Assignment — If a line comes after the one containing "pub mod validation;", leave it out; copy every line before it, and that line too, exactly as written, starting from the first line of the entries.

== Segment start ==

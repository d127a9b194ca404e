//! Batch pipeline stages and the sequential runner
//!
//! Stages run strictly in order. Each one receives its own slice of the
//! configuration, and the runner stops at the first failure: the error is
//! wrapped with the failing stage, logged, and returned.

pub mod evaluation;
pub mod ingestion;
pub mod preparation;
pub mod trainer;
pub mod transformation;
pub mod validation;

pub use evaluation::{evaluate_model, score_model, EvaluationPaths, EvaluationRecord, ModelInfo};
pub use ingestion::check_raw_dataset;
pub use preparation::prepare_train_test_sets;
pub use trainer::{fit_model, train_model};
pub use transformation::{transform_frames, transform_train_test_data, TransformedData};
pub use validation::{validate_columns, validate_raw_dataset};

use crate::config::AppConfig;
use crate::error::{Result, StageContext};
use crate::utils::Timer;
use tracing::{error, info};

/// One step of the batch pipeline
#[derive(Debug, Clone, Copy, PartialEq, Eq)]
pub enum Stage {
    Ingestion,
    Validation,
    Preparation,
    Transformation,
    Training,
    Evaluation,
}

impl Stage {
    /// All stages in execution order
    pub const ALL: [Stage; 6] = [
        Stage::Ingestion,
        Stage::Validation,
        Stage::Preparation,
        Stage::Transformation,
        Stage::Training,
        Stage::Evaluation,
    ];

    pub const fn name(&self) -> &'static str {
        match self {
            Stage::Ingestion => "Data Ingestion",
            Stage::Validation => "Data Validation",
            Stage::Preparation => "Data Preparation",
            Stage::Transformation => "Data Transformation",
            Stage::Training => "Model Trainer",
            Stage::Evaluation => "Model Evaluation",
        }
    }
}

impl std::fmt::Display for Stage {
    fn fmt(&self, f: &mut std::fmt::Formatter<'_>) -> std::fmt::Result {
        f.write_str(self.name())
    }
}

/// Runs pipeline stages against one resolved configuration
#[derive(Debug, Clone)]
pub struct PipelineRunner {
    config: AppConfig,
}

impl PipelineRunner {
    pub fn new(config: AppConfig) -> Self {
        Self { config }
    }

    pub fn config(&self) -> &AppConfig {
        &self.config
    }

    /// Run every stage in order, halting at the first failure.
    pub fn run_all(&self) -> Result<()> {
        let timer = Timer::start("Pipeline");
        for stage in Stage::ALL {
            self.run_stage(stage)?;
        }
        timer.stop();
        Ok(())
    }

    /// Run a single stage, wrapping any failure with the stage name.
    pub fn run_stage(&self, stage: Stage) -> Result<()> {
        info!(">>>>>> {} stage started <<<<<<", stage);
        let timer = Timer::start(format!("{} stage", stage));

        if let Err(err) = self.execute(stage).in_stage(stage.name()) {
            error!(stage = stage.name(), kind = ?err.kind(), "{}", err);
            return Err(err);
        }

        timer.stop();
        info!(">>>>>> {} stage completed <<<<<<", stage);
        Ok(())
    }

    fn execute(&self, stage: Stage) -> Result<()> {
        let stages = &self.config.stages;
        match stage {
            Stage::Ingestion => check_raw_dataset(&stages.data_ingestion).map(|_| ()),
            Stage::Validation => validate_raw_dataset(&stages.data_validation, &self.config.schema),
            Stage::Preparation => prepare_train_test_sets(
                &stages.data_preparation,
                self.config.params.random_seed,
            )
            .map(|_| ()),
            Stage::Transformation => {
                transform_train_test_data(&stages.data_transformation, &self.config.schema)
                    .map(|_| ())
            }
            Stage::Training => {
                train_model(&stages.model_trainer, &self.config.params).map(|_| ())
            }
            Stage::Evaluation => evaluate_model(&stages.model_evaluation).map(|_| ()),
        }
    }
}
//! Raw dataset availability check

use super::Stage;
use crate::config::DataIngestionConfig;
use crate::error::{PipelineError, Result, StageContext};
use std::path::PathBuf;
use tracing::{info, warn};

/// Confirm the raw dataset is present locally and return its path.
///
/// Fetching from the UCI repository is not performed here; the file at
/// `external_path` must already exist.
pub fn check_raw_dataset(config: &DataIngestionConfig) -> Result<PathBuf> {
    let path = &config.external_path;

    if !path.is_file() {
        return Err::<PathBuf, _>(PipelineError::ConfigError(format!(
            "raw dataset for UCI id {} not found at {}; download it and place it there",
            config.uci_dataset_id,
            path.display()
        )))
        .in_stage(Stage::Ingestion.name());
    }

    if config.download {
        warn!(
            uci_dataset_id = config.uci_dataset_id,
            path = %path.display(),
            "Remote download is not supported, using the local copy"
        );
    } else {
        info!(path = %path.display(), "The raw dataset already exists. Skipping download");
    }

    Ok(path.clone())
}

== Segment end ==

Solved problem —
repository d127a9b194ca404e
//! Batch pipeline stages and the sequential runner
//!
//! Stages run strictly in order. Each one receives its own slice of the
//! configuration, and the runner stops at the first failure: the error is
//! wrapped with the failing stage, logged, and returned.

pub mod evaluation;
pub mod ingestion;
pub mod preparation;
pub mod trainer;
pub mod transformation;
pub mod validation;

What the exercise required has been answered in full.